3. The method of claim 2, further comprising: storing the voice
input and the at least one acoustic feature of the voice input in a
database; and storing at least one user behavior for the user in
the database.
4. The method of claim 3, further comprising: generating a new
acoustic feature based on one or more of (i) the at least one
acoustic feature, (ii) the voice input, and (iii) the at least one
user behavior stored in the database, wherein the new acoustic
feature is generated using digital signal processing and machine
learning.
5. The method of claim 1, further comprising causing the audio data
that represents the synthesized speech with the one or more
acoustic features applied to be output.
6. The method of claim 1, wherein the one or more acoustic features
includes one or more of pitch, fundamental frequency, harmonics,
Mel-frequency cepstral coefficients (MFCC), and timing of voiced
and unvoiced sections.
7. The method of claim 1, wherein applying the one or more acoustic
features to synthesized speech corresponding to the input includes
re-synthesizing the synthesized speech to include at least one
acoustic feature derived from the one or more acoustic
features.
8. A system for generating audio content, the system including: a
data storage device that stores instructions for audio content
processing; and a processor configured to execute the instructions
to perform a method including: obtaining input to be generated into
speech; determining one or more acoustic features to be applied to
the speech to be generated for the input; applying the one or more
acoustic features to synthesized speech corresponding to the input;
and generating audio data that represents the synthesized speech
with the one or more acoustic features applied.
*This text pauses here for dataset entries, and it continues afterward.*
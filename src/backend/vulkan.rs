// Copyright 2024 The ChromiumOS Authors
// Use of this source code is governed by a BSD-style license that can be
// found in the LICENSE file.

//! Vulkan Video backend for the stateless H.264 decoder.
//!
//! The device, its queues and their command pools are created by the application and handed over
//! as a [`VulkanDevice`]. Every session gets its own [`decoder::VulkanBackend`], holding the
//! hardware video session and one DPB image per slot. All sessions share one
//! [`conversion::ConversionPipeline`] turning decoded pictures into RGBA images.
//!
//! Every submission waits on its own fence before returning, so decodes complete in submission
//! order and before any conversion reads their output.

use std::sync::Arc;

use ash::vk;
use gpu_allocator::vulkan::Allocator;
use gpu_allocator::vulkan::AllocatorCreateDesc;
use log::info;
use parking_lot::Mutex;
use thiserror::Error;

use crate::decoder::stateless::StatelessBackendError;

pub mod bitstream;
pub mod capabilities;
pub mod command;
pub mod conversion;
pub mod decoder;
pub mod picture;
pub mod session;

pub use conversion::ConversionConfig;
pub use conversion::ConversionPipeline;
pub use decoder::VulkanBackend;
pub use decoder::VulkanDisplayTarget;

/// Format of the decoded pictures.
pub const PICTURE_FORMAT: vk::Format = vk::Format::G8_B8R8_2PLANE_420_UNORM;

#[derive(Debug, Error)]
pub enum VulkanError {
    #[error("H.264 decoding is not supported: {0}")]
    Unsupported(String),
    #[error("{0} failed: {1}")]
    Call(&'static str, vk::Result),
    #[error("memory allocation failed: {0}")]
    MemoryAllocation(#[from] gpu_allocator::AllocationError),
    #[error("cannot load shader {0}: {1}")]
    Shader(String, std::io::Error),
    #[error("queue submission failed: {0}")]
    Submission(vk::Result),
    #[error("fence wait failed: {0}")]
    FenceWait(vk::Result),
}

impl VulkanError {
    /// Returns a closure wrapping the `vk::Result` of `call`, for use with `map_err`.
    pub(crate) fn call(call: &'static str) -> impl Fn(vk::Result) -> Self {
        move |result| VulkanError::Call(call, result)
    }
}

impl From<VulkanError> for StatelessBackendError {
    fn from(err: VulkanError) -> Self {
        match err {
            VulkanError::Unsupported(_) => StatelessBackendError::Unsupported(err.to_string()),
            VulkanError::MemoryAllocation(_)
            | VulkanError::Call(_, vk::Result::ERROR_OUT_OF_HOST_MEMORY)
            | VulkanError::Call(_, vk::Result::ERROR_OUT_OF_DEVICE_MEMORY)
            | VulkanError::Call(_, vk::Result::ERROR_TOO_MANY_OBJECTS) => {
                StatelessBackendError::OutOfResources(err.to_string())
            }
            VulkanError::Call(_, vk::Result::ERROR_FEATURE_NOT_PRESENT)
            | VulkanError::Call(_, vk::Result::ERROR_FORMAT_NOT_SUPPORTED)
            | VulkanError::Call(_, vk::Result::ERROR_VIDEO_PROFILE_CODEC_NOT_SUPPORTED_KHR)
            | VulkanError::Call(_, vk::Result::ERROR_VIDEO_PROFILE_OPERATION_NOT_SUPPORTED_KHR)
            | VulkanError::Call(_, vk::Result::ERROR_VIDEO_PROFILE_FORMAT_NOT_SUPPORTED_KHR)
            | VulkanError::Call(_, vk::Result::ERROR_VIDEO_STD_VERSION_NOT_SUPPORTED_KHR) => {
                StatelessBackendError::Unsupported(err.to_string())
            }
            VulkanError::Call(..)
            | VulkanError::Shader(..)
            | VulkanError::Submission(_)
            | VulkanError::FenceWait(_) => StatelessBackendError::Submission(err.to_string()),
        }
    }
}

pub type SharedAllocator = Arc<Mutex<Allocator>>;

/// A queue and the command pool its command buffers are allocated from.
#[derive(Clone, Copy, Debug)]
pub struct QueueInfo {
    pub family_index: u32,
    pub queue: vk::Queue,
    pub command_pool: vk::CommandPool,
}

/// The device objects the backend runs on. They are created and destroyed by
/// the application.
pub struct VulkanDevice {
    pub(crate) instance: ash::Instance,
    pub(crate) physical_device: vk::PhysicalDevice,
    pub(crate) device: Arc<ash::Device>,
    pub(crate) allocator: SharedAllocator,
    pub(crate) decode_queue: QueueInfo,
    pub(crate) compute_queue: QueueInfo,
    pub(crate) video_queue_instance: ash::khr::video_queue::Instance,
    pub(crate) video_queue: ash::khr::video_queue::Device,
    pub(crate) video_decode_queue: ash::khr::video_decode_queue::Device,
}

impl VulkanDevice {
    /// Wraps an application-created device. `device` must have been created
    /// with `VK_KHR_video_queue`, `VK_KHR_video_decode_queue`,
    /// `VK_KHR_video_decode_h264` and the `synchronization2` and
    /// `samplerYcbcrConversion` features of Vulkan 1.3 enabled.
    pub fn new(
        entry: &ash::Entry,
        instance: ash::Instance,
        physical_device: vk::PhysicalDevice,
        device: Arc<ash::Device>,
        decode_queue: QueueInfo,
        compute_queue: QueueInfo,
    ) -> Result<Self, VulkanError> {
        let allocator = Allocator::new(&AllocatorCreateDesc {
            instance: instance.clone(),
            device: (*device).clone(),
            physical_device,
            debug_settings: Default::default(),
            buffer_device_address: false,
            allocation_sizes: Default::default(),
        })?;

        let video_queue_instance = ash::khr::video_queue::Instance::new(entry, &instance);
        let video_queue = ash::khr::video_queue::Device::new(&instance, &device);
        let video_decode_queue = ash::khr::video_decode_queue::Device::new(&instance, &device);

        info!(
            "Vulkan device ready, decode queue family {}, compute queue family {}",
            decode_queue.family_index, compute_queue.family_index
        );

        Ok(Self {
            instance,
            physical_device,
            device,
            allocator: Arc::new(Mutex::new(allocator)),
            decode_queue,
            compute_queue,
            video_queue_instance,
            video_queue,
            video_decode_queue,
        })
    }

    pub fn device(&self) -> &Arc<ash::Device> {
        &self.device
    }

    pub fn allocator(&self) -> &SharedAllocator {
        &self.allocator
    }

    /// Queue families that access the DPB images.
    pub(crate) fn picture_queue_families(&self) -> Vec<u32> {
        let mut families = vec![self.decode_queue.family_index];
        if self.compute_queue.family_index != self.decode_queue.family_index {
            families.push(self.compute_queue.family_index);
        }
        families
    }
}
9. The system of claim 8, wherein the processor is further
configured to execute the instructions to perform the method
including: obtaining voice input from a user; and identifying at
least one acoustic feature of the voice input.
10. The system of claim 9, wherein the processor is further
configured to execute the instructions to perform the method
including: storing the voice input and the at least one acoustic
feature of the voice input in a database; and storing at least one
user behavior for the user in the database.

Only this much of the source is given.